I would agree, that I fishing deep is better. I almost always fish about a yard off bottom in 20-35 ft of water. And I usually do well. As for Smelt, they work great, if you can find em. Later this winter, some of the members will be fishing Higgins Lake and Green Lake for smelt. you can either go yourself, or see if someone will give you a few. I usually freeze them in packs of about 6. I may be the only one who uses them for dead smelt, but they are a huge single hook. I can't remember what they are called, maybe a swedish hook and can't seem to find a picture of one, but the are probably about 3-4 inches long, and about 2 inches tall. The smelt is threaded on so that it hangs completly level in the water. The only problem is you have to use fairly heavy line, and hoarse the fish in, as that hook doesn't hold real long, and without contsant pressure, they will throw it.

Mike


----------



## TheApprentice (Oct 17, 2005)

CubanFisherman said:


> And this lake would be...:evil:
> 
> As far as tip-up rigging is concerned, the others have sufficiently covered depth, etc. I will be testing out a few quick-strike rigs this year. I'm 99% positive that they are indeed legal. The only problems I have heard is that an extra hook/piece of wire inhibits natural swimming motion of the bait.
> 
> I take it from your username, Ryan, that perhaps you are a fan of "The [egocentric, narcissistic] Donald (Trump)"?


The Lake is a private lake In Southwestern MI that I bought a lot on late this summer. The fishing is supposed to be excellent. Since I don't have a boat yet I could only fish it a few times when I could borrow my cousins boat. I did pretty well on the panfish, so I know it's great for that. We also went out for a few hours bass fishing and caught 20 bass with some being in the 3 1/2 lb. range. From what I hear there was a newspaper article down here with that guy and his pike in it. He is a bait shop owner and has it mounted in his bait shop now. One of my neighbors says there are plenty of pikein the 8-10 lb. range, and he has caught walleye that went 6-8 lbs. as well. Needless to say I am very excited to give the lake a try on the ice. If the lake is near as good as what people have been telling me I will be extremely satisfied with my purchase. Only one way to find out though and that is for it to freeze up good enough for me to try it out. 
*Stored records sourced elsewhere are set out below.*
//! Chart descriptions: plain data derived from the cleaned records, ready to render.

use std::collections::HashMap;

use itertools::Itertools;
use plotters::style::RGBColor;

use crate::aggregate::TopEmitters;
use crate::models::Record;
use crate::theme;

pub const GDP_LABEL: &str = "GDP (USD)";
pub const PER_CAPITA_LABEL: &str = "CO₂ Emissions Per Capita (Metric Tons)";
pub const YEAR_LABEL: &str = "Year";
pub const COUNTRY_LABEL: &str = "Country";
pub const TOTAL_CO2_LABEL: &str = "Total CO₂ Emissions (Million Metric Tons)";

#[derive(Debug, Clone, Copy, PartialEq, Eq)]
pub enum AxisScale {
    Linear,
    Log,
}

#[derive(Debug, Clone, PartialEq)]
pub struct Axis {
    pub label: &'static str,
    pub scale: AxisScale,
}

impl Axis {
    fn linear(label: &'static str) -> Self {
        Self {
            label,
            scale: AxisScale::Linear,
        }
    }
}

/// Points belonging to one country.
#[derive(Debug, Clone, PartialEq)]
pub struct Series<X> {
    pub name: String,
    pub color: RGBColor,
    pub points: Vec<(X, f64)>,
}

/// Per-capita CO₂ against GDP, one colored series per country.
#[derive(Debug, Clone, PartialEq)]
pub struct ScatterChart {
    pub title: String,
    pub x_axis: Axis,
    pub y_axis: Axis,
    pub series: Vec<Series<f64>>,
}

impl ScatterChart {
    /// Country names in drawing order, one per point.
    pub fn hover_labels(&self) -> Vec<&str> {
        self.series
            .iter()
            .flat_map(|s| s.points.iter().map(move |_| s.name.as_str()))
            .collect()
    }
}

/// Per-capita CO₂ over time, one line per country.
#[derive(Debug, Clone, PartialEq)]
pub struct LineChart {
    pub title: String,
    pub x_axis: Axis,
    pub y_axis: Axis,
    pub series: Vec<Series<i32>>,
}

#[derive(Debug, Clone, PartialEq)]
pub struct Bar {
    pub label: String,
    pub value: f64,
}

/// Total CO₂ of the top emitters.
#[derive(Debug, Clone, PartialEq)]
pub struct BarChart {
    pub title: String,
    pub x_axis: Axis,
    pub y_axis: Axis,
    pub color: RGBColor,
    pub bars: Vec<Bar>,
}

/// Stable country → color assignment, shared by every chart of one page.
#[derive(Debug, Clone, Default)]
pub struct CountryColors {
    colors: HashMap<String, RGBColor>,
}

impl CountryColors {
    pub fn from_records(records: &[Record]) -> Self {
        let colors = records
            .iter()
            .map(|record| record.country.as_str())
            .unique()
            .enumerate()
            .map(|(index, country)| (country.to_string(), theme::series_color(index)))
            .collect();
        Self { colors }
    }

    pub fn get(&self, country: &str) -> RGBColor {
        self.colors.get(country).copied().unwrap_or(theme::SERIES_PALETTE[0])
    }
}

/// Group records by country, keeping countries in first-appearance order.
fn by_country(records: &[Record]) -> Vec<(&str, Vec<&Record>)> {
    let mut groups = records
        .iter()
        .map(|r| (r.country.as_str(), r))
        .into_group_map();
    records
        .iter()
        .map(|r| r.country.as_str())
        .unique()
        .filter_map(|country| groups.remove(country).map(|rows| (country, rows)))
        .collect()
}

pub fn scatter_chart(records: &[Record], colors: &CountryColors) -> ScatterChart {
    let series = by_country(records)
        .into_iter()
        .map(|(country, rows)| Series {
            name: country.to_string(),
            color: colors.get(country),
            // A log axis has no place for zero or negative GDP
            points: rows
                .into_iter()
                .filter(|r| r.gdp_value > 0.0)
                .map(|r| (r.gdp_value, r.co2_per_capita))
                .collect(),
        })
        .filter(|s| !s.points.is_empty())
        .collect();

    ScatterChart {
        title: "CO₂ Emissions Per Capita vs GDP".to_string(),
        x_axis: Axis {
            label: GDP_LABEL,
            scale: AxisScale::Log,
        },
        y_axis: Axis::linear(PER_CAPITA_LABEL),
        series,
    }
}

pub fn line_chart(records: &[Record], colors: &CountryColors) -> LineChart {
    let series = by_country(records)
        .into_iter()
        .map(|(country, rows)| Series {
            name: country.to_string(),
            color: colors.get(country),
            points: rows
                .into_iter()
                .map(|r| (r.year, r.co2_per_capita))
                .sorted_by_key(|(year, _)| *year)
                .collect(),
        })
        .collect();

    LineChart {
        title: "CO₂ Emissions Per Capita Over Time".to_string(),
        x_axis: Axis::linear(YEAR_LABEL),
        y_axis: Axis::linear(PER_CAPITA_LABEL),
        series,
    }
}

pub fn bar_chart(top: &TopEmitters) -> BarChart {
    let title = match top.year {
        Some(year) => format!("Top {} CO₂ Emitting Countries in {year}", top.limit),
        None => format!("Top {} CO₂ Emitting Countries", top.limit),
    };

    BarChart {
        title,
        x_axis: Axis::linear(COUNTRY_LABEL),
        y_axis: Axis::linear(TOTAL_CO2_LABEL),
        color: theme::BAR,
        bars: top
            .records
            .iter()
            .filter_map(|r| {
                r.co2.map(|value| Bar {
                    label: r.country.clone(),
                    value,
                })
            })
            .collect(),
    }
}

/// The three charts of the dashboard, in page order.
#[derive(Debug, Clone, PartialEq)]
pub struct DashboardCharts {
    pub scatter: ScatterChart,
    pub line: LineChart,
    pub bar: BarChart,
}

impl DashboardCharts {
    pub fn build(records: &[Record], top: &TopEmitters) -> Self {
        let colors = CountryColors::from_records(records);
        Self {
            scatter: scatter_chart(records, &colors),
            line: line_chart(records, &colors),
            bar: bar_chart(top),
        }
    }
}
As far as Donald Trump goes, I admire his success, but think he is a total jerk. I am just an ice fisherman who has a lot of learning to do so I figured the name fit well. Good luck to you all!

Ryan


----------



## CubanFisherman (Mar 28, 2005)

TheApprentice said:


> The Lake is a private lake In Southwestern MI that I bought a lot on late this summer. The fishing is supposed to be excellent. Since I don't have a boat yet I could only fish it a few times when I could borrow my cousins boat. I did pretty well on the panfish, so I know it's great for that. We also went out for a few hours bass fishing and caught 20 bass with some being in the 3 1/2 lb. range. From what I hear there was a newspaper article down here with that guy and his pike in it. He is a bait shop owner and has it mounted in his bait shop now. One of my neighbors says there are plenty of pikein the 8-10 lb. range, and he has caught walleye that went 6-8 lbs. as well. Needless to say I am very excited to give the lake a try on the ice. If the lake is near as good as what people have been telling me I will be extremely satisfied with my purchase. Only one way to find out though and that is for it to freeze up good enough for me to try it out.
> 
> As far as Donald Trump goes, I admire his success, but think he is a total jerk. I am just an ice fisherman who has a lot of learning to do so I figured the name fit well. Good luck to you all!
> 
> Ryan


Wow, that lake sounds ideal. Your success this season will no doubt rival the Donalds of the ice fishing world.


----------



## SLIPBOBBER (Feb 7, 2005)

first of all let me start out by saying I am no expert tip-up fisherman. I grew up on a lake in Gladwin county that was notoriousness for hammer heads but still a lot of fun.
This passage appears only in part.